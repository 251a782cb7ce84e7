use super::ffmpeg::{format_rate, run_tool, FfmpegCommand};
use super::probe::{parse_probe_output, probe_args};
use super::{EncodeRequest, ExtractRequest, MediaCodec, MediaInfo};
use crate::error::{PipelineError, PipelineResult};
use crate::pipeline::types::FRAME_PATTERN;
use std::fs;
use std::path::{Path, PathBuf};

pub const CONCAT_LIST_NAME: &str = "frames.ffconcat";

/// Fixed output quality: H.264 `medium` preset at CRF 18, AAC audio.
pub const VIDEO_CODEC: &str = "libx264";
pub const VIDEO_PRESET: &str = "medium";
pub const VIDEO_CRF: u8 = 18;
pub const AUDIO_CODEC: &str = "aac";
/// FFT denoiser; the noise floor matches a typical speech recording.
pub const AUDIO_DENOISE_FILTER: &str = "afftdn=nf=-25";

/// `MediaCodec` backed by the `ffmpeg`/`ffprobe` binaries.
#[derive(Debug, Clone)]
pub struct FfmpegCodec {
    ffmpeg: String,
    ffprobe: String,
}

impl Default for FfmpegCodec {
    fn default() -> Self {
        Self::new("ffmpeg", "ffprobe")
    }
}

impl FfmpegCodec {
    pub fn new(ffmpeg: impl Into<String>, ffprobe: impl Into<String>) -> Self {
        Self {
            ffmpeg: ffmpeg.into(),
            ffprobe: ffprobe.into(),
        }
    }

    /// Fail early if either binary is missing from PATH.
    pub fn check_available(&self) -> PipelineResult<()> {
        for tool in [&self.ffmpeg, &self.ffprobe] {
            which::which(tool).map_err(|_| PipelineError::ToolNotFound(tool.clone()))?;
        }
        Ok(())
    }

    fn write_concat_list(&self, request: &EncodeRequest) -> PipelineResult<PathBuf> {
        let dir = request
            .frames
            .first()
            .and_then(|f| f.parent())
            .ok_or_else(|| PipelineError::Worker("no frames to encode".to_string()))?;
        let list_path = dir.join(CONCAT_LIST_NAME);
        fs::write(&list_path, concat_list(&request.frames, request.fps))?;
        Ok(list_path)
    }
}

impl MediaCodec for FfmpegCodec {
    fn probe(&self, input: &Path) -> PipelineResult<MediaInfo> {
        let output = run_tool(&self.ffprobe, &probe_args(&input.to_string_lossy()))?;
        parse_probe_output(&output.stdout)
    }

    fn extract(&self, request: &ExtractRequest) -> PipelineResult<()> {
        let mut cmd = FfmpegCommand::new(&self.ffmpeg)
            .input(&request.input)
            .map("0:v:0")
            .video_filter(format!("fps={}", format_rate(request.fps)))
            .args(["-start_number", "1"])
            .output(request.frames_dir.join(FRAME_PATTERN));

        if let Some(audio) = &request.audio_output {
            cmd = cmd.map("0:a:0").audio_codec("pcm_s16le").output(audio);
        }

        cmd.run()?;
        Ok(())
    }

    fn denoise_audio(&self, input: &Path, output: &Path) -> PipelineResult<()> {
        FfmpegCommand::new(&self.ffmpeg)
            .input(input)
            .audio_filter(AUDIO_DENOISE_FILTER)
            .audio_codec("pcm_s16le")
            .output(output)
            .run()?;
        Ok(())
    }

    fn encode(&self, request: &EncodeRequest) -> PipelineResult<()> {
        let list_path = self.write_concat_list(request)?;
        if let Some(parent) = request.output.parent() {
            fs::create_dir_all(parent)?;
        }
        self.encode_command(request, &list_path).run()?;
        Ok(())
    }
}

impl FfmpegCodec {
    /// Encode arguments for `request` reading frames from the ffconcat list.
    /// The output is capped at one frame per listed unit, so the repeated
    /// final list entry never becomes an extra frame.
    fn encode_command(&self, request: &EncodeRequest, list_path: &Path) -> FfmpegCommand {
        let mut cmd = FfmpegCommand::new(&self.ffmpeg)
            .args(["-f", "concat", "-safe", "0"])
            .input(list_path);
        if let Some(audio) = &request.audio {
            cmd = cmd.input(audio);
        }

        cmd = cmd
            .map("0:v:0")
            // libx264 with yuv420p needs even dimensions
            .video_filter("pad=ceil(iw/2)*2:ceil(ih/2)*2")
            .frame_rate(request.fps)
            .frame_limit(request.frames.len())
            .video_codec(VIDEO_CODEC)
            .preset(VIDEO_PRESET)
            .crf(VIDEO_CRF)
            .pixel_format("yuv420p");

        if request.audio.is_some() {
            cmd = cmd.map("1:a:0").audio_codec(AUDIO_CODEC).arg("-shortest");
        }

        cmd.args(["-movflags", "+faststart"]).output(&request.output)
    }
}

/// ffconcat script listing `frames` in order, each shown for one frame period.
/// The last entry is repeated because the concat demuxer ignores the final
/// duration.
pub fn concat_list(frames: &[PathBuf], fps: f64) -> String {
    let duration = 1.0 / fps;
    let mut list = String::from("ffconcat version 1.0\n");
    for frame in frames {
        list.push_str(&format!("file '{}'\n", escape_path(frame)));
        list.push_str(&format!("duration {:.6}\n", duration));
    }
    if let Some(last) = frames.last() {
        list.push_str(&format!("file '{}'\n", escape_path(last)));
    }
    list
}

fn escape_path(path: &Path) -> String {
    path.to_string_lossy().replace('\'', r"'\''")
}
....................
TO DO -
All of the lines above are to be restated word for word.

ANSWER TO THIS TASK -
repository 251a782cb7ce84e7
use super::ffmpeg::{format_rate, run_tool, FfmpegCommand};
use super::probe::{parse_probe_output, probe_args};
use super::{EncodeRequest, ExtractRequest, MediaCodec, MediaInfo};
use crate::error::{PipelineError, PipelineResult};
use crate::pipeline::types::FRAME_PATTERN;
use std::fs;
use std::path::{Path, PathBuf};

pub const CONCAT_LIST_NAME: &str = "frames.ffconcat";

/// Fixed output quality: H.264 `medium` preset at CRF 18, AAC audio.
pub const VIDEO_CODEC: &str = "libx264";
pub const VIDEO_PRESET: &str = "medium";
pub const VIDEO_CRF: u8 = 18;
pub const AUDIO_CODEC: &str = "aac";
/// FFT denoiser; the noise floor matches a typical speech recording.
pub const AUDIO_DENOISE_FILTER: &str = "afftdn=nf=-25";

/// `MediaCodec` backed by the `ffmpeg`/`ffprobe` binaries.
#[derive(Debug, Clone)]
pub struct FfmpegCodec {
    ffmpeg: String,
    ffprobe: String,
}

impl Default for FfmpegCodec {
    fn default() -> Self {
        Self::new("ffmpeg", "ffprobe")
    }
}

impl FfmpegCodec {
    pub fn new(ffmpeg: impl Into<String>, ffprobe: impl Into<String>) -> Self {
        Self {
            ffmpeg: ffmpeg.into(),
            ffprobe: ffprobe.into(),
        }
    }

    /// Fail early if either binary is missing from PATH.
    pub fn check_available(&self) -> PipelineResult<()> {
        for tool in [&self.ffmpeg, &self.ffprobe] {
            which::which(tool).map_err(|_| PipelineError::ToolNotFound(tool.clone()))?;
        }
        Ok(())
    }

    fn write_concat_list(&self, request: &EncodeRequest) -> PipelineResult<PathBuf> {
        let dir = request
            .frames
            .first()
            .and_then(|f| f.parent())
            .ok_or_else(|| PipelineError::Worker("no frames to encode".to_string()))?;
        let list_path = dir.join(CONCAT_LIST_NAME);
        fs::write(&list_path, concat_list(&request.frames, request.fps))?;
        Ok(list_path)
    }
}

impl MediaCodec for FfmpegCodec {
    fn probe(&self, input: &Path) -> PipelineResult<MediaInfo> {
        let output = run_tool(&self.ffprobe, &probe_args(&input.to_string_lossy()))?;
        parse_probe_output(&output.stdout)
    }

    fn extract(&self, request: &ExtractRequest) -> PipelineResult<()> {
        let mut cmd = FfmpegCommand::new(&self.ffmpeg)
            .input(&request.input)
            .map("0:v:0")
            .video_filter(format!("fps={}", format_rate(request.fps)))
            .args(["-start_number", "1"])
            .output(request.frames_dir.join(FRAME_PATTERN));

        if let Some(audio) = &request.audio_output {
            cmd = cmd.map("0:a:0").audio_codec("pcm_s16le").output(audio);
        }

        cmd.run()?;
        Ok(())
    }

    fn denoise_audio(&self, input: &Path, output: &Path) -> PipelineResult<()> {
        FfmpegCommand::new(&self.ffmpeg)
            .input(input)
            .audio_filter(AUDIO_DENOISE_FILTER)
            .audio_codec("pcm_s16le")
            .output(output)
            .run()?;
        Ok(())
    }

    fn encode(&self, request: &EncodeRequest) -> PipelineResult<()> {
        let list_path = self.write_concat_list(request)?;
        if let Some(parent) = request.output.parent() {
            fs::create_dir_all(parent)?;
        }
        self.encode_command(request, &list_path).run()?;
        Ok(())
    }
}

impl FfmpegCodec {
    /// Encode arguments for `request` reading frames from the ffconcat list.
    /// The output is capped at one frame per listed unit, so the repeated
    /// final list entry never becomes an extra frame.
    fn encode_command(&self, request: &EncodeRequest, list_path: &Path) -> FfmpegCommand {
        let mut cmd = FfmpegCommand::new(&self.ffmpeg)
            .args(["-f", "concat", "-safe", "0"])
            .input(list_path);
        if let Some(audio) = &request.audio {
            cmd = cmd.input(audio);
        }

        cmd = cmd
            .map("0:v:0")
            // libx264 with yuv420p needs even dimensions
            .video_filter("pad=ceil(iw/2)*2:ceil(ih/2)*2")
            .frame_rate(request.fps)
            .frame_limit(request.frames.len())
            .video_codec(VIDEO_CODEC)
            .preset(VIDEO_PRESET)
            .crf(VIDEO_CRF)
            .pixel_format("yuv420p");

        if request.audio.is_some() {
            cmd = cmd.map("1:a:0").audio_codec(AUDIO_CODEC).arg("-shortest");
        }

        cmd.args(["-movflags", "+faststart"]).output(&request.output)
    }
}

/// ffconcat script listing `frames` in order, each shown for one frame period.
/// The last entry is repeated because the concat demuxer ignores the final
/// duration.
pub fn concat_list(frames: &[PathBuf], fps: f64) -> String {
    let duration = 1.0 / fps;
    let mut list = String::from("ffconcat version 1.0\n");
    for frame in frames {
        list.push_str(&format!("file '{}'\n", escape_path(frame)));
        list.push_str(&format!("duration {:.6}\n", duration));
    }
    if let Some(last) = frames.last() {
        list.push_str(&format!("file '{}'\n", escape_path(last)));
    }
    list
}

fn escape_path(path: &Path) -> String {
    path.to_string_lossy().replace('\'', r"'\''")
}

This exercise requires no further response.